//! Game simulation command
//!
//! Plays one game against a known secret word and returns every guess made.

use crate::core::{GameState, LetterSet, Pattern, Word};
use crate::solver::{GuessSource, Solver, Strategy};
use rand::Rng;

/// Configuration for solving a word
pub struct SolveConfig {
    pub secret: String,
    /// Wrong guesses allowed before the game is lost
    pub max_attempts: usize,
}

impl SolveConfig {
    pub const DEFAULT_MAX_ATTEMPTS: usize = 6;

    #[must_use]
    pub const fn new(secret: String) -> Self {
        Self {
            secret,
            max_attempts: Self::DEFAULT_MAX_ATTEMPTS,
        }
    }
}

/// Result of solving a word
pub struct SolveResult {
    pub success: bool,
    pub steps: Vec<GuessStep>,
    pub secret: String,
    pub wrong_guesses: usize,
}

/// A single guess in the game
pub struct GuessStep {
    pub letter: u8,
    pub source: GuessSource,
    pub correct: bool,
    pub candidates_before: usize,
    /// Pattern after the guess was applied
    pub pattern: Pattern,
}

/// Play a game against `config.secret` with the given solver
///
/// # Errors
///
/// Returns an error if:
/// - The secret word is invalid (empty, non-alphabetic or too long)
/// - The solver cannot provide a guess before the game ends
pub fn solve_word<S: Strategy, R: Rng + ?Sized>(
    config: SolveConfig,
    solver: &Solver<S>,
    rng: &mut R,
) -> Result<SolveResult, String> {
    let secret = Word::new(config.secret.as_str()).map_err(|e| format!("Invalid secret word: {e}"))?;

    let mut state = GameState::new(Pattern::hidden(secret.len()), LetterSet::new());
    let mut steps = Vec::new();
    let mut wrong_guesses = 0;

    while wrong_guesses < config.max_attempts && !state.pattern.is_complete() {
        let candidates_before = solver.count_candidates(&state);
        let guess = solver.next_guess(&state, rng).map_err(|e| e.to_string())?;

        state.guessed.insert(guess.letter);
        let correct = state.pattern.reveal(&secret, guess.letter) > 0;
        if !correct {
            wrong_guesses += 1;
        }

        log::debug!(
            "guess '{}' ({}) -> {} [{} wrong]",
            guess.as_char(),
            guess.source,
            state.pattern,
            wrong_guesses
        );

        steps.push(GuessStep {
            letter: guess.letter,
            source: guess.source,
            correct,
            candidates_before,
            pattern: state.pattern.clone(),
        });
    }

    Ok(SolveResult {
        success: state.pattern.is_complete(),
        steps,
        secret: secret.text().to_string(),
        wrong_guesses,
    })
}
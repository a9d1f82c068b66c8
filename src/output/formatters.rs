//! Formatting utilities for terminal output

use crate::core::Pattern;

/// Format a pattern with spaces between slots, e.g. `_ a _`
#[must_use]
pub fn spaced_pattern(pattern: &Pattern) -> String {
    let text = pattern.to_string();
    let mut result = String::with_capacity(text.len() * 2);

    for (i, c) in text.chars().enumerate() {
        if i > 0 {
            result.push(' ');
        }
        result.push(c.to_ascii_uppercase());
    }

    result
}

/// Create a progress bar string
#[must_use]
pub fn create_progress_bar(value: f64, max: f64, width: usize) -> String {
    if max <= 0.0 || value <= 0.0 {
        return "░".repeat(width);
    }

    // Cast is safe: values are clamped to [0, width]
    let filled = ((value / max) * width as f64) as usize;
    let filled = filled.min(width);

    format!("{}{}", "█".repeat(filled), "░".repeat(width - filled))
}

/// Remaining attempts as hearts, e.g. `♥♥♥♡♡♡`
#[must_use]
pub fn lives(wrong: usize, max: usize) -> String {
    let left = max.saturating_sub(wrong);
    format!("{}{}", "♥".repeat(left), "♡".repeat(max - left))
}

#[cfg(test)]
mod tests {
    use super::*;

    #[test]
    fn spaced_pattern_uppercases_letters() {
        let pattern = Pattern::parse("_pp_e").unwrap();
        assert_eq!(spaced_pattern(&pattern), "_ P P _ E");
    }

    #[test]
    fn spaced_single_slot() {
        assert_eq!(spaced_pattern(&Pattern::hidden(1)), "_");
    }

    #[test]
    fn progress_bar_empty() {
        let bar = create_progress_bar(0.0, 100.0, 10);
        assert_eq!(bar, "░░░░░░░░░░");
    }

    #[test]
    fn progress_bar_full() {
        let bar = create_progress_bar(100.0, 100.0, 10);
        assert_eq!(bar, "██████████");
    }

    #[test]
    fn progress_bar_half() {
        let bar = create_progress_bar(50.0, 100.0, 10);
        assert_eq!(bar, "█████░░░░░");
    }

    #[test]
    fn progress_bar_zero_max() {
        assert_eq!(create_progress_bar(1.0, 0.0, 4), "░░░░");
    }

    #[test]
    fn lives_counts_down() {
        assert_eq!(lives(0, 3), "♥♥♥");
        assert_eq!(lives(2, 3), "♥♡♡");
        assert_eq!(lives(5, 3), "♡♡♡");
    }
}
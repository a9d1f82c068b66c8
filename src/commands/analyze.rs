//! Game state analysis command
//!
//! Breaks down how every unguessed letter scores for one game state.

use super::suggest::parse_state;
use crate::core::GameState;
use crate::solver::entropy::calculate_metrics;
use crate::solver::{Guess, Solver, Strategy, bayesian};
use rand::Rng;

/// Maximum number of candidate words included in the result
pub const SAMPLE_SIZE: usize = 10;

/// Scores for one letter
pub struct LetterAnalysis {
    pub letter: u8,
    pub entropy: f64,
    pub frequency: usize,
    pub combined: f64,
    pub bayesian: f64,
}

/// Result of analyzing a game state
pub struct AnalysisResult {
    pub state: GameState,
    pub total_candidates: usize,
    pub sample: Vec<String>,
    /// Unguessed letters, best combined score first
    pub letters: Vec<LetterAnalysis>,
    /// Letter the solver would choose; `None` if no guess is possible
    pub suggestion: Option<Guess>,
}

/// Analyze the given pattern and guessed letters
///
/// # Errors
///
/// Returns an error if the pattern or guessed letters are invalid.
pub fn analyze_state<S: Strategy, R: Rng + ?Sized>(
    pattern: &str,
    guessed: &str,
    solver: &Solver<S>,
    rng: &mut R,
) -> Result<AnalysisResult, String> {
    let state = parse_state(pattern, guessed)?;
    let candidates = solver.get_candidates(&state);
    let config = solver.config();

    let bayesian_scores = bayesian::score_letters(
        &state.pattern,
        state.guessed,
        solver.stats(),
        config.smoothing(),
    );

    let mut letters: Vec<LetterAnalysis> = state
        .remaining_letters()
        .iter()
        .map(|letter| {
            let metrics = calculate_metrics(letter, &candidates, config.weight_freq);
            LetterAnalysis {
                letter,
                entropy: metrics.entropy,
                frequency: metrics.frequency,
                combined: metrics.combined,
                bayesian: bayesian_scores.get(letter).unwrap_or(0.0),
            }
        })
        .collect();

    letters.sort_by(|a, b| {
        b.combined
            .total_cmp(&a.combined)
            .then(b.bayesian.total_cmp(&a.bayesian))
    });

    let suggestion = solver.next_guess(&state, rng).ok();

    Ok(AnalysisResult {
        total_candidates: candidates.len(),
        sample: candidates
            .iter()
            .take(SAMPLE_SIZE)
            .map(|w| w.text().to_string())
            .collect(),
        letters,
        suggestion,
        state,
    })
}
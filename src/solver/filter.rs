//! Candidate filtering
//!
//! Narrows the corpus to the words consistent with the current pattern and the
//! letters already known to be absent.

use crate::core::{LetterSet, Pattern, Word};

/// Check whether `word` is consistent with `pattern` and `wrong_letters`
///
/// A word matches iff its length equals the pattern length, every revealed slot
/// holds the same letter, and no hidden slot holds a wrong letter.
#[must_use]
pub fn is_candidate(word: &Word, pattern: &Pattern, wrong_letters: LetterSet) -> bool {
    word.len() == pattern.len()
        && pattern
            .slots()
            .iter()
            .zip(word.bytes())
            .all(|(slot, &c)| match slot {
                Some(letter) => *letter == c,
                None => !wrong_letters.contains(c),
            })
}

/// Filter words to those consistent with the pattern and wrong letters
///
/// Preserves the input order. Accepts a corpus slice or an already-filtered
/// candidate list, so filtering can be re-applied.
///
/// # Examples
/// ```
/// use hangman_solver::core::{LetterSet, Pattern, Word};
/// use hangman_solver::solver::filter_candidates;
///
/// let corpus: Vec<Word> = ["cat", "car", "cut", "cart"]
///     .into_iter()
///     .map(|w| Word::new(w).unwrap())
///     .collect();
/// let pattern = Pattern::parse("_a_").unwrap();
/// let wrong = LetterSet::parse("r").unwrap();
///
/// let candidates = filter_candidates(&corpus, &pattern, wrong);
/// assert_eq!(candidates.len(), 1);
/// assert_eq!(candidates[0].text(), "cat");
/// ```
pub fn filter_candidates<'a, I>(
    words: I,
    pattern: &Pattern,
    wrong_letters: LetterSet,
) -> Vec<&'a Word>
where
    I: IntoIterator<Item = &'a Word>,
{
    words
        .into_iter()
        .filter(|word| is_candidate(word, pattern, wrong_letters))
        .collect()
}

################

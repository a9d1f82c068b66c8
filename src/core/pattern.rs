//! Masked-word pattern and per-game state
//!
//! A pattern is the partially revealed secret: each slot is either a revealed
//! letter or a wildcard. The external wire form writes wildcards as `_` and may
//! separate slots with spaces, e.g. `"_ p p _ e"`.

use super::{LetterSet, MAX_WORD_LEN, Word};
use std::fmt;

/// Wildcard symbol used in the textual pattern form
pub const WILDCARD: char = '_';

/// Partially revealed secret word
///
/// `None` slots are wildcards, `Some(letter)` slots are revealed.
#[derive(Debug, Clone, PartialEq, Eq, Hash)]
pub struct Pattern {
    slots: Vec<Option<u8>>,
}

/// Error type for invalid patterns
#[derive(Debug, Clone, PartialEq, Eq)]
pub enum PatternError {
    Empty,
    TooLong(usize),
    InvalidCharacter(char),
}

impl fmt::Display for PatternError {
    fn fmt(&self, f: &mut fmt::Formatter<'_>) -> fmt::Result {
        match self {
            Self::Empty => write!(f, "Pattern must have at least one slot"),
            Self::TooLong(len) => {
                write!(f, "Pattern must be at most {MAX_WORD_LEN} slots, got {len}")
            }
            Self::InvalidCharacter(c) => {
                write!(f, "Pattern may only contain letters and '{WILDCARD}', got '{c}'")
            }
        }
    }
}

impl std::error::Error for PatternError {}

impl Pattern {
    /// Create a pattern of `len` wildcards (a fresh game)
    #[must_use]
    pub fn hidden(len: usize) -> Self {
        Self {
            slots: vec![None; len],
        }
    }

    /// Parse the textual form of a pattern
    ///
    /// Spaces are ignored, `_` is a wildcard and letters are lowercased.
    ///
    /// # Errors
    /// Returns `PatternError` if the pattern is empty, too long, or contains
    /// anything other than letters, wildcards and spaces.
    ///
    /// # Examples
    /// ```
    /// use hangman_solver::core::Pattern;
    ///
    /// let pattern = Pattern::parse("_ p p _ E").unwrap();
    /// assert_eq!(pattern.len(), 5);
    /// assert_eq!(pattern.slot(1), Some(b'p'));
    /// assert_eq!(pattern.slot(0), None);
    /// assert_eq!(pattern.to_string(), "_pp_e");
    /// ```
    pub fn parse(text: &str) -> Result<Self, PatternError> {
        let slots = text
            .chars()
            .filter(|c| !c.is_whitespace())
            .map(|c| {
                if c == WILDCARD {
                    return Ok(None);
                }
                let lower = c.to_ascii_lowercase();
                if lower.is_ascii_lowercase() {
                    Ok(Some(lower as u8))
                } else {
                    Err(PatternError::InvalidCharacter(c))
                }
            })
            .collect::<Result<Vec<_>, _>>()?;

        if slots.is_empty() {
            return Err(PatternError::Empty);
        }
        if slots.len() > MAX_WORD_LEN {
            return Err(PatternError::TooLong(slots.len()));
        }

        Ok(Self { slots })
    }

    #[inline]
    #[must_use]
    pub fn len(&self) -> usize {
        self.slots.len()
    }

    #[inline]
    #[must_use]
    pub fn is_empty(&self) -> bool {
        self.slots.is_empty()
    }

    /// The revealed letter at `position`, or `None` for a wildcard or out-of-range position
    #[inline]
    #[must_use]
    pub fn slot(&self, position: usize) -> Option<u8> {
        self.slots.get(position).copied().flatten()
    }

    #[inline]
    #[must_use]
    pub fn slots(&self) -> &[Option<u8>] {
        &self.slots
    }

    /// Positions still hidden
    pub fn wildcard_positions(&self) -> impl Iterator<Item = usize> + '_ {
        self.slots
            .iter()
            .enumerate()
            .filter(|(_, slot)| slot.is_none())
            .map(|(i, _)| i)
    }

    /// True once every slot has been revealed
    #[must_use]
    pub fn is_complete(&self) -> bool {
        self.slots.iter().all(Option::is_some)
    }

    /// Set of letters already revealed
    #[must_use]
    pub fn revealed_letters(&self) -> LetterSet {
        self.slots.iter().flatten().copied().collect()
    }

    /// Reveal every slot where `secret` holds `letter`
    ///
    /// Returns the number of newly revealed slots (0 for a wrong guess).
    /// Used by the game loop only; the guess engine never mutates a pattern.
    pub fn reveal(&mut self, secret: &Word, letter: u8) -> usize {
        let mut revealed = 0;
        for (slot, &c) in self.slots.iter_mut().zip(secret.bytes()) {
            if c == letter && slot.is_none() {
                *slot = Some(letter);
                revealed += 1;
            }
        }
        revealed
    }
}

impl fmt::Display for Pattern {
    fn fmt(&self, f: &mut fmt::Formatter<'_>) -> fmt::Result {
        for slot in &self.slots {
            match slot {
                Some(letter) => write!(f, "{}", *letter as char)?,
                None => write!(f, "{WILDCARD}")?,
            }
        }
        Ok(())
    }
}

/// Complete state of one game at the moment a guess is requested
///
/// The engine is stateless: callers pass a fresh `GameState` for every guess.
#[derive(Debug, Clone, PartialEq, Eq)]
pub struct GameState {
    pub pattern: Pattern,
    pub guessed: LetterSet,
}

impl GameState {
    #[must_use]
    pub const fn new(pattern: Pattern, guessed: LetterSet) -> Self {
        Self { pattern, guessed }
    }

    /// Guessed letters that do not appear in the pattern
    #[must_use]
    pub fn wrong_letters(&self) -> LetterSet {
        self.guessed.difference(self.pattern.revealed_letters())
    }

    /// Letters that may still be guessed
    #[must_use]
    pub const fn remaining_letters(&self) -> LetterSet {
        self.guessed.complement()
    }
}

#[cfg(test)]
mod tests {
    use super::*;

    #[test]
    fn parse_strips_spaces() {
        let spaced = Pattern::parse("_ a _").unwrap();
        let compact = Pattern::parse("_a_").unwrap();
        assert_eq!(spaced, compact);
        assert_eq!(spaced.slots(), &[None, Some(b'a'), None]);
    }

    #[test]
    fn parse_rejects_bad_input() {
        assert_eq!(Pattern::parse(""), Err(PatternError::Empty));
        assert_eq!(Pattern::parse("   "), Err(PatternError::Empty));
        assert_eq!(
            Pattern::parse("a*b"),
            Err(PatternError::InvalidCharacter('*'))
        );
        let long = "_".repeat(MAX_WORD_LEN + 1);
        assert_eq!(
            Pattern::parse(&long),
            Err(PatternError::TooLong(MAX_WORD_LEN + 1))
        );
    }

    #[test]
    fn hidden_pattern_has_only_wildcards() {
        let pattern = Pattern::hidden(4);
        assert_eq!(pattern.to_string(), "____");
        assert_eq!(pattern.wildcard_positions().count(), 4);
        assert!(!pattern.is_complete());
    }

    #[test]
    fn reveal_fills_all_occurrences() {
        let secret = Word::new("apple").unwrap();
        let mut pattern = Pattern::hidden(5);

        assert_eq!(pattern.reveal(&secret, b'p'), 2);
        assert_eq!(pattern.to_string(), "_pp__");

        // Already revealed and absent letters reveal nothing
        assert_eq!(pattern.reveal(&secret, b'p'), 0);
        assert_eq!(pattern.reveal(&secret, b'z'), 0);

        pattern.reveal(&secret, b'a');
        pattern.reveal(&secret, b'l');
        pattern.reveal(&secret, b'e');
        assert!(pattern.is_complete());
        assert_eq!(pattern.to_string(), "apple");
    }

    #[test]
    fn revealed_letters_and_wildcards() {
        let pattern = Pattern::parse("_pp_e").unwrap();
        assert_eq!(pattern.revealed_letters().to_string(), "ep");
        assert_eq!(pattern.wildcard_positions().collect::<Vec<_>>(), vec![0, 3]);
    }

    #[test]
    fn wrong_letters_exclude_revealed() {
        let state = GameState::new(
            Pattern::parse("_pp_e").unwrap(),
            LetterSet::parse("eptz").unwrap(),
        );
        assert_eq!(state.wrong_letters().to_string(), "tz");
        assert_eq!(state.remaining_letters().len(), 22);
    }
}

################

Directions.
Would you please copy exactly the part of the entries above that begins at the line containing "pub fn lives(wrong: usize, max: usize)" and ends at the line containing "let bar = create_progress_bar(0.0, 100.0, 10);", both lines included?

Exercise answer.
pub fn lives(wrong: usize, max: usize) -> String {
    let left = max.saturating_sub(wrong);
    format!("{}{}", "♥".repeat(left), "♡".repeat(max - left))
}

#[cfg(test)]
mod tests {
    use super::*;

    #[test]
    fn spaced_pattern_uppercases_letters() {
        let pattern = Pattern::parse("_pp_e").unwrap();
        assert_eq!(spaced_pattern(&pattern), "_ P P _ E");
    }

    #[test]
    fn spaced_single_slot() {
        assert_eq!(spaced_pattern(&Pattern::hidden(1)), "_");
    }

    #[test]
    fn progress_bar_empty() {
        let bar = create_progress_bar(0.0, 100.0, 10);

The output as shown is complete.